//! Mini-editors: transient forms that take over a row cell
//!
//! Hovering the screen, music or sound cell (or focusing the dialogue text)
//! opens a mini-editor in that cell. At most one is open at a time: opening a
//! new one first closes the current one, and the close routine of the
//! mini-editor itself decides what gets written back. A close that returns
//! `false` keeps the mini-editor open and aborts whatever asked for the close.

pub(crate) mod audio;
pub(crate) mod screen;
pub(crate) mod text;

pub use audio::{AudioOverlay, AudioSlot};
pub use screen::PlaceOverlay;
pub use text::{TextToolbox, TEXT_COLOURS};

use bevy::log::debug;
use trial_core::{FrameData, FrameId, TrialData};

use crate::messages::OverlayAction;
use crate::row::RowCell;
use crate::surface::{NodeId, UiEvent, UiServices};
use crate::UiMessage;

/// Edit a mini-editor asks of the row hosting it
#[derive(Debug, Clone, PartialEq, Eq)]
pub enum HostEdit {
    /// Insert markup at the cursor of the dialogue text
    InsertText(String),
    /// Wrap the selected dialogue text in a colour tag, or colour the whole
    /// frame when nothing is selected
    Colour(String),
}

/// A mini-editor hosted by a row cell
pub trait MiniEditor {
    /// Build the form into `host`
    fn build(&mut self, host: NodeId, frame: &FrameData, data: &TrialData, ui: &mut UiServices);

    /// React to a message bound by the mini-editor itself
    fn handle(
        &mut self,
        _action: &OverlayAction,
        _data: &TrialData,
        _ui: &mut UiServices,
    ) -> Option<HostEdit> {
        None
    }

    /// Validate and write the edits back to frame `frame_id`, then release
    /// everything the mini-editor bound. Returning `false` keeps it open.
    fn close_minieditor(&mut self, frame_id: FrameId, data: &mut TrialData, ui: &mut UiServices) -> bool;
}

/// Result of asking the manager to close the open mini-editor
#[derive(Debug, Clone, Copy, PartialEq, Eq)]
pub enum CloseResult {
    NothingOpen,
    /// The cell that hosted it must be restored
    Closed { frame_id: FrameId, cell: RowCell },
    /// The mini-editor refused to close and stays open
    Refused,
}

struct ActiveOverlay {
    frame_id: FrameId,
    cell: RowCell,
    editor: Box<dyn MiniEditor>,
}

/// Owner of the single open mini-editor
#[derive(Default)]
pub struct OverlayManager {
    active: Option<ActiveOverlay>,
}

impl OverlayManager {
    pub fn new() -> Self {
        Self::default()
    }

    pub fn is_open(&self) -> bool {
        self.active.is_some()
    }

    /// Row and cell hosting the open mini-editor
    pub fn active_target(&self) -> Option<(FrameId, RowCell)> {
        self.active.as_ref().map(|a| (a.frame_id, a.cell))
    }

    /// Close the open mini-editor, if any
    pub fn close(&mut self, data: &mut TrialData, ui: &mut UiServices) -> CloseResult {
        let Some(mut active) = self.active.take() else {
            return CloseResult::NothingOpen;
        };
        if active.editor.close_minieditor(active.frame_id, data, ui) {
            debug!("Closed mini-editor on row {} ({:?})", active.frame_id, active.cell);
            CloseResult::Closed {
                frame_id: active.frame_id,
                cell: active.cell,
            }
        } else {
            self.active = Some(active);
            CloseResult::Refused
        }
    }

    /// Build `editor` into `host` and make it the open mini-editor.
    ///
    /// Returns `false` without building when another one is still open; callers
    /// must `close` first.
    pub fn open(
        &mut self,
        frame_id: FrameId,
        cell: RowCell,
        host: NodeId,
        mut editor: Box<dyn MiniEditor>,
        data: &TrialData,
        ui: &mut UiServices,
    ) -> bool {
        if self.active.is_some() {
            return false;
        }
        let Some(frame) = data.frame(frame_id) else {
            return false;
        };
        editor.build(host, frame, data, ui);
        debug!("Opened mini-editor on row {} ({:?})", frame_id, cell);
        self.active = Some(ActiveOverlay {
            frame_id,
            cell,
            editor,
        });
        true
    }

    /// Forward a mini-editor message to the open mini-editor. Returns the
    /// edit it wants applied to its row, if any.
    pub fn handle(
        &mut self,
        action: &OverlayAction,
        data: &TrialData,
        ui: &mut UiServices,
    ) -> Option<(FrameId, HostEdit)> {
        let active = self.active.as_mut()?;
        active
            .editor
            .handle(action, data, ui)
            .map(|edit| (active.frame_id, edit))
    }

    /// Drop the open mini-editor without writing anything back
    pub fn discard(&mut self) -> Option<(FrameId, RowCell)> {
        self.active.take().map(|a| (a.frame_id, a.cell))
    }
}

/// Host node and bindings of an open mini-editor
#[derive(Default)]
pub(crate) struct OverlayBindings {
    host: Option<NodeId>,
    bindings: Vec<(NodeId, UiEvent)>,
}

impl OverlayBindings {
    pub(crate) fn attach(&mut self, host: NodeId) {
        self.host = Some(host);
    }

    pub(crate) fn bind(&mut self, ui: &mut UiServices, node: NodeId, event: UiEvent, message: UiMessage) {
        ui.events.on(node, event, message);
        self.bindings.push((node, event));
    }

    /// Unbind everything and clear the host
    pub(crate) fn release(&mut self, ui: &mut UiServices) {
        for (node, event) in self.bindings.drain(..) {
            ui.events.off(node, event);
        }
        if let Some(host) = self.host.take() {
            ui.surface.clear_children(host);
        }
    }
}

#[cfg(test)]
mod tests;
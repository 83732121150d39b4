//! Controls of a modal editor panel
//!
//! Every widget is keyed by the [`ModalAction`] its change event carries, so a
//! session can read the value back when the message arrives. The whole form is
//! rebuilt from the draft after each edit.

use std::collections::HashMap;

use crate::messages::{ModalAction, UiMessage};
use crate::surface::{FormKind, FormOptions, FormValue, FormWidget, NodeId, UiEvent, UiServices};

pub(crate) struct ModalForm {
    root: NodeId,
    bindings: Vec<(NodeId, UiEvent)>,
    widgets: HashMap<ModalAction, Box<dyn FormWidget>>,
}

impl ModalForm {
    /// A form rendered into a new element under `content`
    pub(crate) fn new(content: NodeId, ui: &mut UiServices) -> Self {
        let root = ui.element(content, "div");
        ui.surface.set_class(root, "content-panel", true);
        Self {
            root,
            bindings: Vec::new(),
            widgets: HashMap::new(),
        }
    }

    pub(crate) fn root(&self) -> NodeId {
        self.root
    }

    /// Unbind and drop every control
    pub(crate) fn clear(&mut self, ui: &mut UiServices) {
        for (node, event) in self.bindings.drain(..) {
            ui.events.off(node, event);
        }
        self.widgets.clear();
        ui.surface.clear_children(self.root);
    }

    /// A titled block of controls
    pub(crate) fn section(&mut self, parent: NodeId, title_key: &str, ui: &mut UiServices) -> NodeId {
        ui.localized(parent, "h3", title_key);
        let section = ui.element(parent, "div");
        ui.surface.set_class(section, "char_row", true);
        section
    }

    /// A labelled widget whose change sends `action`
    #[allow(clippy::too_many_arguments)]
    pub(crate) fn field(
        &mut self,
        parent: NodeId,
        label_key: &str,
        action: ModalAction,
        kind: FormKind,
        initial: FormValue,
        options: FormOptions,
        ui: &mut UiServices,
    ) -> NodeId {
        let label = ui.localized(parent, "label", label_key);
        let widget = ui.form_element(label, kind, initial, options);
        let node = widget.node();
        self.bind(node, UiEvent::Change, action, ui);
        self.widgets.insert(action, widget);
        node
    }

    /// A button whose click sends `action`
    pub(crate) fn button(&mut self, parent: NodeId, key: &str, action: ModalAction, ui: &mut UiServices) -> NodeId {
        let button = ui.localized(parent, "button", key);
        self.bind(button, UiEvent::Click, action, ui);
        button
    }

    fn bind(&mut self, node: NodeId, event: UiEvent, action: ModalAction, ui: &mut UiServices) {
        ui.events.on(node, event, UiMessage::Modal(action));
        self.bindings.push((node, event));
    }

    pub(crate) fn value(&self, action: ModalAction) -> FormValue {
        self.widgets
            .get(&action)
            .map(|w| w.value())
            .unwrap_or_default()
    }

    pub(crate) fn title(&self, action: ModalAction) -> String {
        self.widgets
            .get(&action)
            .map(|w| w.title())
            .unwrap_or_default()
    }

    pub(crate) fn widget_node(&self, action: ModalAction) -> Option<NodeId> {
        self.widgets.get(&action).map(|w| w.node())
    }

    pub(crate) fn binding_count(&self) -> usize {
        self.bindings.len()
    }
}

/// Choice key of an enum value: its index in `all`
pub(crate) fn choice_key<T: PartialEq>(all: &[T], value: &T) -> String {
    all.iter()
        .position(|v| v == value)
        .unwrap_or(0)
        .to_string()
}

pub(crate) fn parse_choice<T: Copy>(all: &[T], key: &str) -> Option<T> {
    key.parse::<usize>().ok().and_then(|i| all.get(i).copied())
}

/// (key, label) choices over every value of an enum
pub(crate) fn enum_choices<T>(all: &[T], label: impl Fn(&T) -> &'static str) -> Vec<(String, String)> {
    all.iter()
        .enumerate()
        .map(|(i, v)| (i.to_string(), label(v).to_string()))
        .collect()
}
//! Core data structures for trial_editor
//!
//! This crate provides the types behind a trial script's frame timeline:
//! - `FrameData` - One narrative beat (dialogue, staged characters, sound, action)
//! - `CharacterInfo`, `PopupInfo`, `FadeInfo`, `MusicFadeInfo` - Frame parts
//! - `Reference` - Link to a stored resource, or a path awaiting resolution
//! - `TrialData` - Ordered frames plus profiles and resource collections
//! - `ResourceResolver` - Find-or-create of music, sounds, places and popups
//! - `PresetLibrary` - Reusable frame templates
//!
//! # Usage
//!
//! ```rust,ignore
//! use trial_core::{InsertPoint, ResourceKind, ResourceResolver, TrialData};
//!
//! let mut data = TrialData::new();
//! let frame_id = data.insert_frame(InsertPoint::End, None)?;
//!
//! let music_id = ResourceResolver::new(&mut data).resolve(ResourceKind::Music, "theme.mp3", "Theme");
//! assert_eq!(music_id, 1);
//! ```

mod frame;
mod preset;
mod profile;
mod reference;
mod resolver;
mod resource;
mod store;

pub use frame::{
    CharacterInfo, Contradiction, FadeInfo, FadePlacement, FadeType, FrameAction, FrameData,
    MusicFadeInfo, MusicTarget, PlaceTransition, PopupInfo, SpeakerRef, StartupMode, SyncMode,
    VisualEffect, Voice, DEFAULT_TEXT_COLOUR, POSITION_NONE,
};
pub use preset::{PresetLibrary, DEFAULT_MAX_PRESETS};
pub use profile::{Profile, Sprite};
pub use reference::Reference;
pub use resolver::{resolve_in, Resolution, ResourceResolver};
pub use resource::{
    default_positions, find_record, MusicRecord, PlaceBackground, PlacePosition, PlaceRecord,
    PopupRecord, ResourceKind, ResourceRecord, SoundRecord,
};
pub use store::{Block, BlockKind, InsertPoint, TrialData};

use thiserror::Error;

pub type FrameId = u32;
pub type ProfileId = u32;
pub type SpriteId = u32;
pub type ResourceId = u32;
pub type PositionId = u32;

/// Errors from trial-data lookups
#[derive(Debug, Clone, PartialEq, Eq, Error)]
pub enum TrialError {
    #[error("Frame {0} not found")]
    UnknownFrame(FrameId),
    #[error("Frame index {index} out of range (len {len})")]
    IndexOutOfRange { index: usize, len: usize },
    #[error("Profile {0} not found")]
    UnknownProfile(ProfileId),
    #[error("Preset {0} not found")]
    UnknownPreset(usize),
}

* * *

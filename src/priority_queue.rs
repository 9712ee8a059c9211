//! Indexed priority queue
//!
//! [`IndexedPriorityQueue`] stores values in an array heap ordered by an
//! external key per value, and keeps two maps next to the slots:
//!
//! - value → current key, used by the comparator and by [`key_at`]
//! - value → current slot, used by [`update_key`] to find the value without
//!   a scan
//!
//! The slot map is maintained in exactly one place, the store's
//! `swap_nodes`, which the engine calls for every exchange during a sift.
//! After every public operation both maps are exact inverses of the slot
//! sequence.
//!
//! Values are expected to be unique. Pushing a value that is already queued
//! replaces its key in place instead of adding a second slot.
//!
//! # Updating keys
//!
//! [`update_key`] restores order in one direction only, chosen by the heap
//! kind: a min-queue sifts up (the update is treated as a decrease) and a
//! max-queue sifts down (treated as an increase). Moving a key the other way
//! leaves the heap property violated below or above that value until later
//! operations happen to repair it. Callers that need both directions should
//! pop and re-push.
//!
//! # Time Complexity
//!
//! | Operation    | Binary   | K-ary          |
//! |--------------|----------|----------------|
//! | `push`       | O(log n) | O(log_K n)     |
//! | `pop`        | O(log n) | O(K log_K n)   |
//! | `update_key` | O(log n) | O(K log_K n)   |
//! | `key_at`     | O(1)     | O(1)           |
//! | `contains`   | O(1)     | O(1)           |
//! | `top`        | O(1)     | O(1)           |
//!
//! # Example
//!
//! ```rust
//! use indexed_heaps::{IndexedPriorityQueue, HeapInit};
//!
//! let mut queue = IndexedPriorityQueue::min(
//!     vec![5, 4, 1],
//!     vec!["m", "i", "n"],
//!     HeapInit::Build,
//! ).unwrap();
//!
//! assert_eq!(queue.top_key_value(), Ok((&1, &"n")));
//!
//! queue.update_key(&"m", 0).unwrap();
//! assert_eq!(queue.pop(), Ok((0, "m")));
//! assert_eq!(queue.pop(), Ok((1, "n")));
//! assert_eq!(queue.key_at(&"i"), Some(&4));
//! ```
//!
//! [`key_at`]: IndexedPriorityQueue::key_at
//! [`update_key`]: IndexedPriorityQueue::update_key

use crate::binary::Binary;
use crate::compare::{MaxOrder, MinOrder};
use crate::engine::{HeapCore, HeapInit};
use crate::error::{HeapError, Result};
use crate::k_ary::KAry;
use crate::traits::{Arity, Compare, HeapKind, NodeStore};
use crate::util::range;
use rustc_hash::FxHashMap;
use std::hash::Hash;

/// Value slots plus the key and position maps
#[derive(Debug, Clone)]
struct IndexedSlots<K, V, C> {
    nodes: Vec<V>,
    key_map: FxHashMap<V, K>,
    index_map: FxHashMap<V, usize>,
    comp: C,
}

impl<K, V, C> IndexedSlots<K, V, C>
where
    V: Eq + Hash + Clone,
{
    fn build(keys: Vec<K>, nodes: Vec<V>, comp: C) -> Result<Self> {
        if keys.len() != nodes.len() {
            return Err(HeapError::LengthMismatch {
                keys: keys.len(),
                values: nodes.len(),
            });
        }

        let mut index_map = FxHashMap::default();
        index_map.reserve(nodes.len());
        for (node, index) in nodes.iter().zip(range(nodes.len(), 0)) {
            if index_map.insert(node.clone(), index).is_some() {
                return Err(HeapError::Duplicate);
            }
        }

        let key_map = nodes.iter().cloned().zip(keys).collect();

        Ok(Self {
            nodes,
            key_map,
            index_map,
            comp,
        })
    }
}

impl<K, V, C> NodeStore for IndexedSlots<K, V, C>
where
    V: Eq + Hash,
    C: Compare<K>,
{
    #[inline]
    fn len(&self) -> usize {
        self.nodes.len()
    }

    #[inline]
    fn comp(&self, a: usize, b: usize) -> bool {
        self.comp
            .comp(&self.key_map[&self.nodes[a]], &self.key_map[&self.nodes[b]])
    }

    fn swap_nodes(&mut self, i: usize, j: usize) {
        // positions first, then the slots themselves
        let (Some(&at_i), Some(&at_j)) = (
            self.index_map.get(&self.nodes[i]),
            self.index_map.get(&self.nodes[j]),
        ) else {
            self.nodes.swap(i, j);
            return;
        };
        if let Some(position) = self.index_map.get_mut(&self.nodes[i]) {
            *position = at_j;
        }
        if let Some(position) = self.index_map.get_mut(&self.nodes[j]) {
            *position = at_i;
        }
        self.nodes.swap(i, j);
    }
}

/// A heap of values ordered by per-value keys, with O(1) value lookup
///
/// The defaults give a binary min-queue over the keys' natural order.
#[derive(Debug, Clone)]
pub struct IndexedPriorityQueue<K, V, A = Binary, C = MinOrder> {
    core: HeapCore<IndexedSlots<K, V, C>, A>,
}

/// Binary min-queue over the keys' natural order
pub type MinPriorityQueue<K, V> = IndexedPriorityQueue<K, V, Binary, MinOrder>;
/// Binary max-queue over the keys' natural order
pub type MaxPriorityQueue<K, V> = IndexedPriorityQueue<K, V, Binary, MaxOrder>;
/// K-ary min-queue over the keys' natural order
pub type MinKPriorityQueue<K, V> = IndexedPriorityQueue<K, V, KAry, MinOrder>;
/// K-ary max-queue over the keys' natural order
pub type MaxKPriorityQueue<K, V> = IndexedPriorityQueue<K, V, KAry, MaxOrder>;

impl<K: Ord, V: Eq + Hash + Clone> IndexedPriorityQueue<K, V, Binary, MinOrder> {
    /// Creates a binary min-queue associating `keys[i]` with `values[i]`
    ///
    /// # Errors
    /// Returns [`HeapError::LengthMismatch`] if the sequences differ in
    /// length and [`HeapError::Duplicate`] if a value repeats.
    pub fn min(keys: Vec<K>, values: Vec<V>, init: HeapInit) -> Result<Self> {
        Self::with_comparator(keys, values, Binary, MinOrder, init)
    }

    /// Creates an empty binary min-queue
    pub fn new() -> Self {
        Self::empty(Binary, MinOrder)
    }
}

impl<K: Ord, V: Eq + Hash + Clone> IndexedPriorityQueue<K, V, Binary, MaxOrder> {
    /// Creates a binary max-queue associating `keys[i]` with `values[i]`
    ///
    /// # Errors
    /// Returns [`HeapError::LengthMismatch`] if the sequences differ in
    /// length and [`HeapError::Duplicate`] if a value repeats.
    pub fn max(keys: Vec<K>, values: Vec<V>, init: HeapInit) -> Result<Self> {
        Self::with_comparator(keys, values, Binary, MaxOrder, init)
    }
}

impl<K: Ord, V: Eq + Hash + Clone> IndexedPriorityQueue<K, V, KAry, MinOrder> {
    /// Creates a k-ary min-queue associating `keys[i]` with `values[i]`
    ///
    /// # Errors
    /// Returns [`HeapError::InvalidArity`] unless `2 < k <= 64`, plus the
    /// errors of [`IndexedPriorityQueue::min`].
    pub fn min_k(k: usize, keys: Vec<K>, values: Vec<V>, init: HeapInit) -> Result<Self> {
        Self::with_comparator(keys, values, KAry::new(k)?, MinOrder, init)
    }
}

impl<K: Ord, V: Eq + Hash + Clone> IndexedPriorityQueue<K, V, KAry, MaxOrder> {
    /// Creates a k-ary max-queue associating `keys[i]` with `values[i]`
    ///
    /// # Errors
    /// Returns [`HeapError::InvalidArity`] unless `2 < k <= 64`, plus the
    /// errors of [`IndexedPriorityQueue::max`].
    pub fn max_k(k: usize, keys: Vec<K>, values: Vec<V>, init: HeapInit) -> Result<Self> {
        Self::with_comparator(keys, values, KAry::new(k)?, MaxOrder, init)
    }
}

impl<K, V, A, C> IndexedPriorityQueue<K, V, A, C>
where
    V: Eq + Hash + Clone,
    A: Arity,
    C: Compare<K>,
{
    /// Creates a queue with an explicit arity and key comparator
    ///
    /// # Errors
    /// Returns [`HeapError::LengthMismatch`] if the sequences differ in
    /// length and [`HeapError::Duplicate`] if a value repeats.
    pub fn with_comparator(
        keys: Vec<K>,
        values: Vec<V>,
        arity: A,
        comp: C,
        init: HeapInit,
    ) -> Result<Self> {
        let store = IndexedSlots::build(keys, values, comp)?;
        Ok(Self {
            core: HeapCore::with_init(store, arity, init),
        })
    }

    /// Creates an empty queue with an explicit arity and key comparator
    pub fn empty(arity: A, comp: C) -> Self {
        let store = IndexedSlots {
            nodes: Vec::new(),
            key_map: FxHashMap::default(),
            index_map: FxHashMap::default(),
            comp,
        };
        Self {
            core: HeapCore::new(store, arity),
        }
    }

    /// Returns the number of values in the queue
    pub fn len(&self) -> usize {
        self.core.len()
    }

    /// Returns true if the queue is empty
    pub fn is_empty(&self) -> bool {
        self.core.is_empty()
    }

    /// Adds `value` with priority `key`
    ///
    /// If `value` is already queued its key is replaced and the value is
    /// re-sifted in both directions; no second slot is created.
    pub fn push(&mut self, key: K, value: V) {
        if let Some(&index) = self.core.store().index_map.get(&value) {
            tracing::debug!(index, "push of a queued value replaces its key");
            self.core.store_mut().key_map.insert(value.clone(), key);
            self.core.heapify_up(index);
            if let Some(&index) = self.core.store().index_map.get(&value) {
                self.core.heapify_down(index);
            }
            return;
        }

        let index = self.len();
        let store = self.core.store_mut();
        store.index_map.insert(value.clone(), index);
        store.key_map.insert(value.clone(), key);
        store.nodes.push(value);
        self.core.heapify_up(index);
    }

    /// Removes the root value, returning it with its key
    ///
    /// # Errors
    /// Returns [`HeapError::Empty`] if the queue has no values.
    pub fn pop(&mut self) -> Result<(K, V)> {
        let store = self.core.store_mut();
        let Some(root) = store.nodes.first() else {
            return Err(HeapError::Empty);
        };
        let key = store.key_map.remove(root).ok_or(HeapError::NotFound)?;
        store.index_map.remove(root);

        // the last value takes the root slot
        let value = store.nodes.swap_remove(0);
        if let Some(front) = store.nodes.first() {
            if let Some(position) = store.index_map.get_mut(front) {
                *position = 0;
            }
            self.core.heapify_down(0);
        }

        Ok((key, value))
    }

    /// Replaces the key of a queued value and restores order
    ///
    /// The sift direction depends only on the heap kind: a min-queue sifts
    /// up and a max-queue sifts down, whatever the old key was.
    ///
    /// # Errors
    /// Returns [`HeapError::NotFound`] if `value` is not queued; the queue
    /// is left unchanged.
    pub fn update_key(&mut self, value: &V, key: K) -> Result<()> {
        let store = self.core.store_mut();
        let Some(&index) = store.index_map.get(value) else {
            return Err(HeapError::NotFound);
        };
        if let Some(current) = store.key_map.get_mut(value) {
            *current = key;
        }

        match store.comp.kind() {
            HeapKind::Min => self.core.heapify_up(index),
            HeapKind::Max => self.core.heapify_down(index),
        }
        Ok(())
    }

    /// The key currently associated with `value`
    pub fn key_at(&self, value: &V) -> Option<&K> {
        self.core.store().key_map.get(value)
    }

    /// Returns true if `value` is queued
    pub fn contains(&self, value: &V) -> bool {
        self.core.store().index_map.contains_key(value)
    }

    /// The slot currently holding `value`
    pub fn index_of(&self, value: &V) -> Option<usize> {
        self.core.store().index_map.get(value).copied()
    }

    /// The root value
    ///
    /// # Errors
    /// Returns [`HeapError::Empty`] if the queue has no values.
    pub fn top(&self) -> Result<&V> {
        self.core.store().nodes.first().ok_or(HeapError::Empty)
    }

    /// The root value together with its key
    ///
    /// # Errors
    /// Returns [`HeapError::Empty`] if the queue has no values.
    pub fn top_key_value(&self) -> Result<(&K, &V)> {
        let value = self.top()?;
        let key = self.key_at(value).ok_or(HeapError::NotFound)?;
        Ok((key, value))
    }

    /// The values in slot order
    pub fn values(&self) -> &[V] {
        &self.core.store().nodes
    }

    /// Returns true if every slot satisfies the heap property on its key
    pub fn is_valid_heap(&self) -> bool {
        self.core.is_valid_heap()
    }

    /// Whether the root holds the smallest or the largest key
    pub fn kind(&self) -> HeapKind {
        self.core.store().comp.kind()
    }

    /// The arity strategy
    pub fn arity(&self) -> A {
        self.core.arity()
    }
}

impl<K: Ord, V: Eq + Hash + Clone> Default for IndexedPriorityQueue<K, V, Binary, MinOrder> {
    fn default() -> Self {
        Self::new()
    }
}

Task item:
Using the records above, restate word for word the lines from the one with "store.index_map.insert(value.clone(), index);" through the one with "let Some(root) = store.nodes.first()", both included.

Answer for the task:
        store.index_map.insert(value.clone(), index);
        store.key_map.insert(value.clone(), key);
        store.nodes.push(value);
        self.core.heapify_up(index);
    }

    /// Removes the root value, returning it with its key
    ///
    /// # Errors
    /// Returns [`HeapError::Empty`] if the queue has no values.
    pub fn pop(&mut self) -> Result<(K, V)> {
        let store = self.core.store_mut();
        let Some(root) = store.nodes.first() else {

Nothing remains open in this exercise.